I am fairly sure there is nothing I can do about this, but I thought it
prudent to mention it. Searching turned up some similar issues, but they
seem related to a previous kernel version and claimed to be fixed in
subsequent versions.

> Linux jeeves.mydomain 2.6.22.7-57.fc6 #1 SMP Fri Sep 21 19:45:12 EDT 2007 x86_64 x86_64 x86_64 GNU/Linux

The array is a little 'unorthodox', if that matters.

It's using 4 on-board(nforce) sata drives and 4 PCI IDE drives :

> /dev/md2:
> Version : 00.90.03
> Creation Time : Sat Aug 6 10:18:41 2005
> Raid Level : raid5
> Array Size : 976804480 (931.55 GiB 1000.25 GB)
> Device Size : 195360896 (186.31 GiB 200.05 GB)
> Raid Devices : 6
> Total Devices : 8
> Preferred Minor : 2
> Persistence : Superblock is persistent
>
> Update Time : Sun Oct 7 09:05:43 2007
> State : clean
> Active Devices : 6
> Working Devices : 8
> Failed Devices : 0
> Spare Devices : 2
>
> Layout : left-symmetric
> Chunk Size : 64K
>
> UUID : 15bfec75:595ac793:0914f8ee:862effd8
> Events : 0.9341058
>
> Number Major Minor RaidDevice State
> 0 33 0 0 active sync /dev/hde
> 1 34 0 1 active sync /dev/hdg
> 2 56 0 2 active sync /dev/hdi
> 3 8 32 3 active sync /dev/sdc
> 4 8 48 4 active sync /dev/sdd
> 5 8 80 5 active sync /dev/sdf
>
> 6 8 64 - spare /dev/sde
> 7 57 0 - spare /dev/hdk

Max.


2007-10-08 00:15:16

by David Chinner

[permalink] [raw]
Subject: Re: XFS internal error

[please cc [email protected] on XFS bug reports. thx.]
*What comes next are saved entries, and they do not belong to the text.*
use std::path::PathBuf;

use clap::{Args, Parser, Subcommand};

use probekit_capture::configs::Settings;
use probekit_capture::services::LogFormat;

/// Capture CoAP/MQTT traffic from a sensor grid and analyse the captures.
#[derive(Debug, Parser)]
#[command(name = "probekit")]
#[command(author, version, about, long_about = None)]
pub struct Cli {
    /// Directory holding default.toml and {RUN_MODE}.toml
    #[arg(long, global = true, default_value = "configs")]
    pub config_dir: PathBuf,

    #[command(subcommand)]
    pub command: Command,
}

#[derive(Debug, Subcommand)]
pub enum Command {
    /// Probe every listed CoAP resource with every method
    Coap(CoapArgs),

    /// Record every message published on an MQTT broker
    Mqtt(MqttArgs),

    /// Print the noise-filtered key grouping of a capture log
    Group {
        log: PathBuf,

        /// Print `<count> <key> <values>` lines sorted by key instead of JSON
        #[arg(long)]
        text: bool,
    },

    /// Extract coordinates from a capture log and render the occupancy grid
    Grid {
        log: PathBuf,

        #[arg(long, value_enum, default_value_t = LogFormat::Hits)]
        format: LogFormat,

        /// Separator after the coordinate in `lines` logs
        #[arg(long)]
        line_separator: Option<String>,

        /// Also write the extracted hits to this file
        #[arg(long)]
        hits_out: Option<PathBuf>,
    },

    /// Report coordinates captured by both logs and draw them on one grid
    Conflicts {
        left: PathBuf,
        right: PathBuf,

        #[arg(long, value_enum, default_value_t = LogFormat::Hits)]
        left_format: LogFormat,

        #[arg(long, value_enum, default_value_t = LogFormat::Lines)]
        right_format: LogFormat,

        #[arg(long, default_value_t = 'C')]
        left_label: char,

        #[arg(long, default_value_t = 'M')]
        right_label: char,

        /// Separator after the coordinate in `lines` logs
        #[arg(long)]
        line_separator: Option<String>,
    },
}

#[derive(Debug, Args)]
pub struct CoapArgs {
    #[arg(long)]
    pub host: Option<String>,

    #[arg(long)]
    pub port: Option<u16>,

    /// Resource list, one path per line
    #[arg(long)]
    pub resources: Option<String>,

    /// Capture document to (re)create
    #[arg(long)]
    pub output: Option<String>,

    /// Per-request timeout, 0 to wait forever
    #[arg(long)]
    pub timeout_secs: Option<u64>,
}

#[derive(Debug, Args)]
pub struct MqttArgs {
    #[arg(long)]
    pub host: Option<String>,

    #[arg(long)]
    pub port: Option<u16>,

    /// Topic filter to subscribe to
    #[arg(long)]
    pub topic: Option<String>,

    /// Time budget in seconds
    #[arg(long)]
    pub listen_secs: Option<u64>,

    /// Capture document to (re)create
    #[arg(long)]
    pub output: Option<String>,
}

impl Command {
    /// Folds command-line overrides into the loaded settings.
    pub fn apply(&self, settings: &mut Settings) {
        match self {
            Command::Coap(args) => {
                let coap = &mut settings.coap;
                override_with(&mut coap.host, &args.host);
                override_with(&mut coap.port, &args.port);
                override_with(&mut coap.resources, &args.resources);
                override_with(&mut coap.timeout_secs, &args.timeout_secs);
                override_with(&mut settings.sink.path, &args.output);
            }
            Command::Mqtt(args) => {
                let mqtt = &mut settings.mqtt;
                override_with(&mut mqtt.host, &args.host);
                override_with(&mut mqtt.port, &args.port);
                override_with(&mut mqtt.topic, &args.topic);
                override_with(&mut mqtt.listen_secs, &args.listen_secs);
                override_with(&mut settings.sink.path, &args.output);
            }
            Command::Grid { line_separator, .. } | Command::Conflicts { line_separator, .. } => {
                override_with(&mut settings.analyser.line_separator, line_separator);
            }
            Command::Group { .. } => {}
        }
    }
}

fn override_with<T: Clone>(target: &mut T, value: &Option<T>) {
    if let Some(value) = value {
        *target = value.clone();
    }
}
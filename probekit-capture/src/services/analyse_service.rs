use std::fmt;
use std::fs;
use std::io;
use std::path::{Path, PathBuf};

use clap::ValueEnum;
use probekit_analyser::{
    find_conflicts, parse_positions, read_hits, read_lines, AnalyseError, Coordinate, Hit, OccupancyGrid, TopicGroups,
    DEFAULT_LABEL,
};

use crate::configs::Analyser;

/// How coordinates are laid out in a capture log.
#[derive(Debug, Clone, Copy, PartialEq, Eq, Default, ValueEnum)]
pub enum LogFormat {
    /// `<hit_marker> <seq> x,y <content_separator>...` lines among other traffic
    #[default]
    Hits,
    /// Every non-blank line is `x,y<line_separator>...`
    Lines,
}

/// A capture log to take coordinates from, and the mark its cells get on a grid.
#[derive(Debug, Clone)]
pub struct CoordinateLog {
    pub path: PathBuf,
    pub format: LogFormat,
    pub label: char,
}

impl CoordinateLog {
    pub fn new(path: impl Into<PathBuf>, format: LogFormat) -> Self {
        Self {
            path: path.into(),
            format,
            label: DEFAULT_LABEL,
        }
    }

    pub fn labelled(mut self, label: char) -> Self {
        self.label = label;
        self
    }

    fn read(&self, settings: &Analyser) -> Result<(Vec<Hit>, Vec<Coordinate>), AnalyseError> {
        let (hits, separator) = match self.format {
            LogFormat::Hits => (read_hits(&self.path, &settings.hit_marker)?, &settings.content_separator),
            LogFormat::Lines => (read_lines(&self.path)?, &settings.line_separator),
        };
        let positions = parse_positions(&hits, separator)?;
        tracing::info!("{} positions in {}", positions.len(), self.path.display());

        Ok((hits, positions))
    }
}

/// Noise-filtered key grouping of a raw capture log.
pub fn topic_groups(log: &Path, settings: &Analyser) -> Result<TopicGroups, AnalyseError> {
    let mut groups = TopicGroups::from_file(log, &settings.separator)?;
    let removed = groups.remove_noise(&settings.noise_marker);
    tracing::info!("{} keys kept, {} noise keys dropped", groups.len(), removed);

    Ok(groups)
}

fn format_positions<I: IntoIterator<Item = Coordinate>>(positions: I) -> String {
    let items = positions.into_iter().map(|p| p.to_string()).collect::<Vec<_>>();
    format!("[{}]", items.join(", "))
}

pub struct GridReport {
    pub hits: Vec<Hit>,
    pub positions: Vec<Coordinate>,
    pub grid: OccupancyGrid,
}

impl GridReport {
    pub fn build(log: &CoordinateLog, settings: &Analyser) -> Result<Self, AnalyseError> {
        let (hits, positions) = log.read(settings)?;
        let grid = OccupancyGrid::default().with_source(log.label, positions.iter().copied());

        Ok(Self { hits, positions, grid })
    }

    /// One hit per line, in log order.
    pub fn write_hits(&self, path: &Path) -> io::Result<()> {
        let body = self.hits.iter().map(|h| format!("{}\n", h.content)).collect::<String>();
        fs::write(path, body)
    }
}

impl fmt::Display for GridReport {
    fn fmt(&self, f: &mut fmt::Formatter<'_>) -> fmt::Result {
        for hit in &self.hits {
            writeln!(f, "{}", hit.content)?;
        }
        writeln!(f, "{} hits found", self.hits.len())?;
        writeln!(f, "positions = {}", format_positions(self.positions.iter().copied()))?;
        write!(f, "{}", self.grid)
    }
}

pub struct SourcePositions {
    pub label: char,
    pub positions: Vec<Coordinate>,
}

/// Cross-check of two independently captured coordinate sets, drawn on one
/// grid. The right-hand source draws over the left on shared cells.
pub struct ConflictReport {
    pub left: SourcePositions,
    pub right: SourcePositions,
    pub conflicts: Vec<Coordinate>,
    pub grid: OccupancyGrid,
}

impl ConflictReport {
    pub fn build(left: &CoordinateLog, right: &CoordinateLog, settings: &Analyser) -> Result<Self, AnalyseError> {
        let (_, left_positions) = left.read(settings)?;
        let (_, right_positions) = right.read(settings)?;

        let conflicts = find_conflicts(&left_positions, &right_positions);
        for conflict in &conflicts {
            tracing::warn!("coordinate {} captured by both sources", conflict);
        }

        let grid = OccupancyGrid::default()
            .with_source(left.label, left_positions.iter().copied())
            .with_source(right.label, right_positions.iter().copied());

        Ok(Self {
            left: SourcePositions { label: left.label, positions: left_positions },
            right: SourcePositions { label: right.label, positions: right_positions },
            conflicts,
            grid,
        })
    }
}

impl fmt::Display for ConflictReport {
    fn fmt(&self, f: &mut fmt::Formatter<'_>) -> fmt::Result {
        for source in [&self.left, &self.right] {
            writeln!(
                f,
                "{} = {} ({} positions)",
                source.label,
                format_positions(source.positions.iter().copied()),
                source.positions.len()
            )?;
        }
        writeln!(f, "{} conflicting coordinates", self.conflicts.len())?;
        writeln!(f, "conflicts = {}", format_positions(self.conflicts.iter().copied()))?;
        write!(f, "{}", self.grid)?;
        writeln!(f, "{} holes", self.grid.holes().count())?;
        writeln!(f, "holes = {}", format_positions(self.grid.holes()))
    }
}
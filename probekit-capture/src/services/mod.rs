pub mod analyse_service;
pub mod coap_service;
pub mod mqtt_service;

pub use analyse_service::{topic_groups, ConflictReport, CoordinateLog, GridReport, LogFormat, SourcePositions};
pub use coap_service::{CoapProber, CoapResponse, CoapTransport, UdpTransport};
pub use mqtt_service::{ConnectionState, EventSource, MqttSubscriber, StopReason, SubscribeSummary};
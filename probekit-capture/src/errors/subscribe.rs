use rumqttc::{ClientError, ConnectReturnCode, ConnectionError};

use super::SinkError;

#[derive(Debug, thiserror::Error)]
pub enum SubscribeError {
    #[error("Broker rejected the connection: {0:?}")]
    ConnectRejected(ConnectReturnCode),

    #[error("Failed to connect to broker: {0}")]
    Connection(#[from] ConnectionError),

    #[error("Failed to queue MQTT request: {0}")]
    Client(#[from] ClientError),

    #[error(transparent)]
    Sink(#[from] SinkError),
}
On Sun, Oct 07, 2007 at 09:09:58AM +0800, Max Waterman wrote:
> Hi,
>
> I have just had an XFS error occur while deleting some directory
> hierarchy. I hope this is the correct place to report it.

.....
> This is in syslog :
>
> > Oct 6 23:40:33 jeeves kernel: xfs_da_do_buf: bno 16777216
^^^^^^^^^^^^^
> > Oct 6 23:40:33 jeeves kernel: dir: inode 2095141277
> > Oct 6 23:40:33 jeeves kernel: Filesystem "md2": XFS internal error xfs_da_do_buf(1) at line 1994 of file fs/xfs/xfs_da_btree.c. Caller 0xffffffff889b2de4

Did you ever run 2.6.17-2.6.17.6? If so, this implies:

http://oss.sgi.com/projects/xfs/faq.html#dir2

> I am fairly sure there is nothing I can do about this, but I thought it
> prudent to mention it. Searching turned up some similar issues, but they
> seem related to a previous kernel version and claimed to be fixed in
> subsequent versions.

Yes, but those previous corruptions get left on disk as a landmine
for you to trip over some time later, even on a kernel that has the
bug fixed.

I suggest that you run xfs_check on the filesystem and if that
shows up errors, run xfs_repair onteh filesystem to correct them.

Cheers,

Dave.
--
Dave Chinner
Principal Engineer
SGI Australian Software Group

2007-10-08 01:54:50

by Max Waterman

[permalink] [raw]
Subject: Re: XFS internal error

David Chinner wrote:
>> 1994 of file fs/xfs/xfs_da_btree.c. Caller 0xffffffff889b2de4
>>
>
> Did you ever run 2.6.17-2.6.17.6?
I guess so, since I've been upgrading steadily since I installed FC6
some time ago.
> If so, this implies:
>
> http://oss.sgi.com/projects/xfs/faq.html#dir2
>
Ah. I did see that, but stopped reading when I read it was fixed in
later versions ... didn't get to the part where it still needed to be
repaired/etc.

>> I am fairly sure there is nothing I can do about this, but I thought it
>> prudent to mention it. Searching turned up some similar issues, but they
>> seem related to a previous kernel version and claimed to be fixed in
>> subsequent versions.
>>
>
> Yes, but those previous corruptions get left on disk as a landmine
> for you to trip over some time later, even on a kernel that has the
> bug fixed.
>
ah, ok.
> I suggest that you run xfs_check on the filesystem and if that
> shows up errors, run xfs_repair onteh filesystem to correct them.
>
It did, and I did, and another xfs_check produced no output.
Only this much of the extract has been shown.